Then he turned to Jocelyn and she followed my lead. “Romeo.”
“But the cat’s a girl cat, dear,” said Uncle Marten, who usually didn’t bother us with terms of endearment, but this was Christmas, after all.
“The Nurse, then,” she said feverishly and then shivered as if for effect.
“The Nurse?” several of us asked.
“Wasn’t there a nurse in that play? I’m sorry, but it’s the only play I know and will everyone please leave me alone?” She turned it into one long sentence without pause and we all averted our eyes accordingly. Talk about strange.
“Well then, you, Mrs. Mendelbaum.”
“Who would know by Shakespeare? Me ken brechen, I’m not naming your farkuckt cat,” said Mrs. Mendelbaum and ate a shortbread. We none of us tried talking to her again. Still, it was obvious that Uncle Marten didn’t want to leave her out of Christmas or any naming ceremonies that might come along.
“Well then. Humdinger?” said Uncle Marten.

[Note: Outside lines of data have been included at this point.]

// ============================================================================
// Credential Core - Field Validators
// File: crates/credential-core/src/validation/validators.rs
// Description: Pure predicates plus the message each failure maps to
// ============================================================================

use credential_shared::MessageCatalog;

pub use credential_shared::utils::is_valid_email;

/// Points into the validation section of the [`MessageCatalog`]. Validators
/// never carry display text themselves.
#[derive(Debug, Clone, Copy, PartialEq, Eq)]
pub enum MessageKey {
    EmailRequired,
    EmailInvalid,
    PasswordRequired,
    ConfirmPasswordRequired,
    PasswordsMismatch,
}

impl MessageKey {
    pub fn resolve<'a>(&self, catalog: &'a MessageCatalog) -> &'a str {
        let messages = &catalog.validation;
        match self {
            MessageKey::EmailRequired => &messages.email_required,
            MessageKey::EmailInvalid => &messages.email_invalid,
            MessageKey::PasswordRequired => &messages.password_required,
            MessageKey::ConfirmPasswordRequired => &messages.confirm_password_required,
            MessageKey::PasswordsMismatch => &messages.passwords_mismatch,
        }
    }
}

/// Zero length fails. Whitespace-only input passes.
pub fn is_non_empty(value: &str) -> bool {
    !value.is_empty()
}

pub fn non_empty(value: &str, message: MessageKey) -> Result<(), MessageKey> {
    if is_non_empty(value) {
        Ok(())
    } else {
        Err(message)
    }
}

pub fn email_shape(value: &str, message: MessageKey) -> Result<(), MessageKey> {
    if is_valid_email(value) {
        Ok(())
    } else {
        Err(message)
    }
}

pub fn equals(value: &str, other: &str, message: MessageKey) -> Result<(), MessageKey> {
    if value == other {
        Ok(())
    } else {
        Err(message)
    }
}
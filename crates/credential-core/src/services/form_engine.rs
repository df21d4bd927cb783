// ============================================================================
// Credential Core - Form State Engine
// File: crates/credential-core/src/services/form_engine.rs
// ============================================================================
//! Form state for sign-in and registration: field edits, validation, the
//! submission lifecycle and the password visibility toggles

use std::sync::Arc;

use credential_shared::MessageCatalog;
use parking_lot::Mutex;
use tracing::{debug, info, warn};

use super::submission::{SubmissionOrchestrator, SubmissionOutcome};
use crate::domain::{
    CredentialRequest, FieldError, FieldName, FieldValues, FormMode, Notification, OAuthProvider,
    SubmissionStatus, ValidationErrors, Visibility,
};
use crate::error::{FormError, GatewayError};
use crate::ports::{CredentialGateway, Notifier};
use crate::validation::Schema;

#[derive(Debug)]
struct FormState {
    values: FieldValues,
    errors: ValidationErrors,
    status: SubmissionStatus,
    visibility: Visibility,
    /// Id of the latest attempt that entered `Pending`
    attempt: u64,
}

impl FormState {
    fn new(mode: FormMode) -> Self {
        Self {
            values: FieldValues::empty(mode),
            errors: ValidationErrors::new(),
            status: SubmissionStatus::Idle,
            visibility: Visibility::default(),
            attempt: 0,
        }
    }

    fn clear_fields(&mut self) {
        self.values = FieldValues::empty(self.values.mode());
        self.errors = ValidationErrors::new();
    }
}

/// One credential form instance. All state is local to the instance.
///
/// The state lock is never held across the gateway await. A second
/// `submit()` while one is pending is rejected by the status check.
pub struct CredentialForm<G: CredentialGateway, N: Notifier> {
    mode: FormMode,
    schema: Schema,
    messages: Arc<MessageCatalog>,
    orchestrator: SubmissionOrchestrator<G, N>,
    state: Mutex<FormState>,
}
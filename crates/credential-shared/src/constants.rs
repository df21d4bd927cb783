//! Application-wide constants

pub const FIELD_EMAIL: &str = "email";
pub const FIELD_PASSWORD: &str = "password";
pub const FIELD_CONFIRM_PASSWORD: &str = "confirmPassword";
pub const DEFAULT_LOG_FILTER: &str = "info";
pub const DEFAULT_SIMULATED_LATENCY_MS: u64 = 1500;
pub const ENV_PREFIX: &str = "CREDENTIAL";
//! Per-field validation results

use std::collections::BTreeMap;
use std::fmt;

use super::form_mode::FieldName;

/// Single-field rule or a rule spanning several fields
#[derive(Debug, Clone, Copy, PartialEq, Eq)]
pub enum ErrorKind {
    Field,
    CrossField,
}

#[derive(Debug, Clone, PartialEq, Eq)]
pub struct FieldError {
    pub kind: ErrorKind,
    pub message: String,
}

/// Failing fields of one validation pass. A missing key means the field is
/// valid. At most one error is kept per field.
#[derive(Debug, Clone, Default, PartialEq, Eq)]
pub struct ValidationErrors {
    errors: BTreeMap<FieldName, FieldError>,
}

impl ValidationErrors {
    pub fn new() -> Self {
        Self::default()
    }

    pub fn is_empty(&self) -> bool {
        self.errors.is_empty()
    }

    pub fn len(&self) -> usize {
        self.errors.len()
    }

    pub fn get(&self, field: FieldName) -> Option<&FieldError> {
        self.errors.get(&field)
    }

    pub fn contains(&self, field: FieldName) -> bool {
        self.errors.contains_key(&field)
    }

    pub fn message(&self, field: FieldName) -> Option<&str> {
        self.errors.get(&field).map(|e| e.message.as_str())
    }

    pub fn fields(&self) -> impl Iterator<Item = FieldName> + '_ {
        self.errors.keys().copied()
    }

    pub fn iter(&self) -> impl Iterator<Item = (FieldName, &FieldError)> {
        self.errors.iter().map(|(k, v)| (*k, v))
    }

    /// Keeps the first error recorded for a field.
    pub(crate) fn record(&mut self, field: FieldName, kind: ErrorKind, message: &str) {
        self.errors.entry(field).or_insert_with(|| FieldError {
            kind,
            message: message.to_string(),
        });
    }
}

impl fmt::Display for ValidationErrors {
    fn fmt(&self, f: &mut fmt::Formatter<'_>) -> fmt::Result {
        let names: Vec<&str> = self.errors.keys().map(|k| k.as_str()).collect();
        write!(f, "{} invalid field(s): {}", names.len(), names.join(", "))
    }
}
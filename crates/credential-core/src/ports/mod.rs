//! Collaborator traits (ports)

pub mod credential_gateway;
pub mod notifier;

pub use credential_gateway::CredentialGateway;
pub use notifier::Notifier;

#[cfg(test)]
pub use credential_gateway::MockCredentialGateway;
#[cfg(test)]
pub use notifier::MockNotifier;
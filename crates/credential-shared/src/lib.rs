//! # Credential Shared
//! 
//! Shared utilities, message catalog, configuration and telemetry for the
//! credential form crates.

pub mod constants;
pub mod utils;
pub mod messages;
pub mod telemetry;
pub mod config;
pub mod error;

pub use error::AppError;
pub use messages::MessageCatalog;
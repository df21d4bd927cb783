//! Line commands understood by the console host

use credential_core::{FieldName, OAuthProvider};

#[derive(Debug, Clone, PartialEq, Eq)]
pub enum Command {
    Set(FieldName, String),
    Toggle(FieldName),
    Submit,
    Reset,
    ForgotPassword,
    OAuth(OAuthProvider),
    Status,
    Help,
    Quit,
}

pub const HELP: &str = "\
Commands:
  email <value>        set the email
  password <value>     set the password
  confirm <value>      set the password confirmation (register only)
  show password        toggle password visibility
  show confirm         toggle confirmation visibility
  submit               validate and submit
  reset                clear the form
  forgot               request a password reset (sign-in only)
  oauth google         continue with a third-party provider
  status               print the form state
  help | quit";

impl Command {
    /// Values keep everything after the first space, including whitespace.
    pub fn parse(line: &str) -> Option<Self> {
        let (head, rest) = match line.split_once(' ') {
            Some((head, rest)) => (head, Some(rest)),
            None => (line.trim_end(), None),
        };

        let bare = rest.map_or(true, |r| r.trim().is_empty());
        let value = || rest.unwrap_or_default().to_string();

        match head {
            "email" => Some(Command::Set(FieldName::Email, value())),
            "password" => Some(Command::Set(FieldName::Password, value())),
            "confirm" => Some(Command::Set(FieldName::ConfirmPassword, value())),
            "show" => match rest.map(str::trim) {
                Some("password") => Some(Command::Toggle(FieldName::Password)),
                Some("confirm") => Some(Command::Toggle(FieldName::ConfirmPassword)),
                _ => None,
            },
            "oauth" => rest
                .and_then(|provider| OAuthProvider::from_str(provider.trim()))
                .map(Command::OAuth),
            "submit" if bare => Some(Command::Submit),
            "reset" if bare => Some(Command::Reset),
            "forgot" if bare => Some(Command::ForgotPassword),
            "status" if bare => Some(Command::Status),
            "help" if bare => Some(Command::Help),
            "quit" | "exit" if bare => Some(Command::Quit),
            _ => None,
        }
    }
}
//! Application error types

use thiserror::Error;

#[derive(Error, Debug)]
pub enum AppError {
    #[error("Configuration error: {0}")]
    ConfigError(#[from] config::ConfigError),

    #[error("Invalid configuration: {0}")]
    InvalidConfig(String),

    #[error("Internal error: {0}")]
    InternalError(String),
}
//! Credential gateway trait (port)

use async_trait::async_trait;

use crate::domain::CredentialRequest;
use crate::error::GatewayError;

/// Performs the actual sign-in or account creation. No retries happen in
/// the core.
#[cfg_attr(test, mockall::automock)]
#[async_trait]
pub trait CredentialGateway: Send + Sync {
    async fn submit(&self, request: &CredentialRequest) -> Result<(), GatewayError>;
}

“Kitty,” said Humdinger and thus ended the game.
Good for you, I thought.
“Well, perhaps we had best get on to stockings. Yes, stockings. Humdinger, give me a hand, will you, old boy?” Humdinger followed Uncle Marten into the third-floor bathroom, where, Uncle Marten later told us with glee, he had hidden the filled stockings in the laundry hamper. They carried them in one by one and presented them ceremoniously to us. I could see that Uncle Marten was quite proud of himself. He even had one for himself that he had made Humdinger stuff for him. He had taught him the use of the computer and Internet, which, it surprised me to learn, Humdinger had never used before, and Humdinger had ordered various items he thought Uncle Marten might like. Uncle Marten had paid for them, of course.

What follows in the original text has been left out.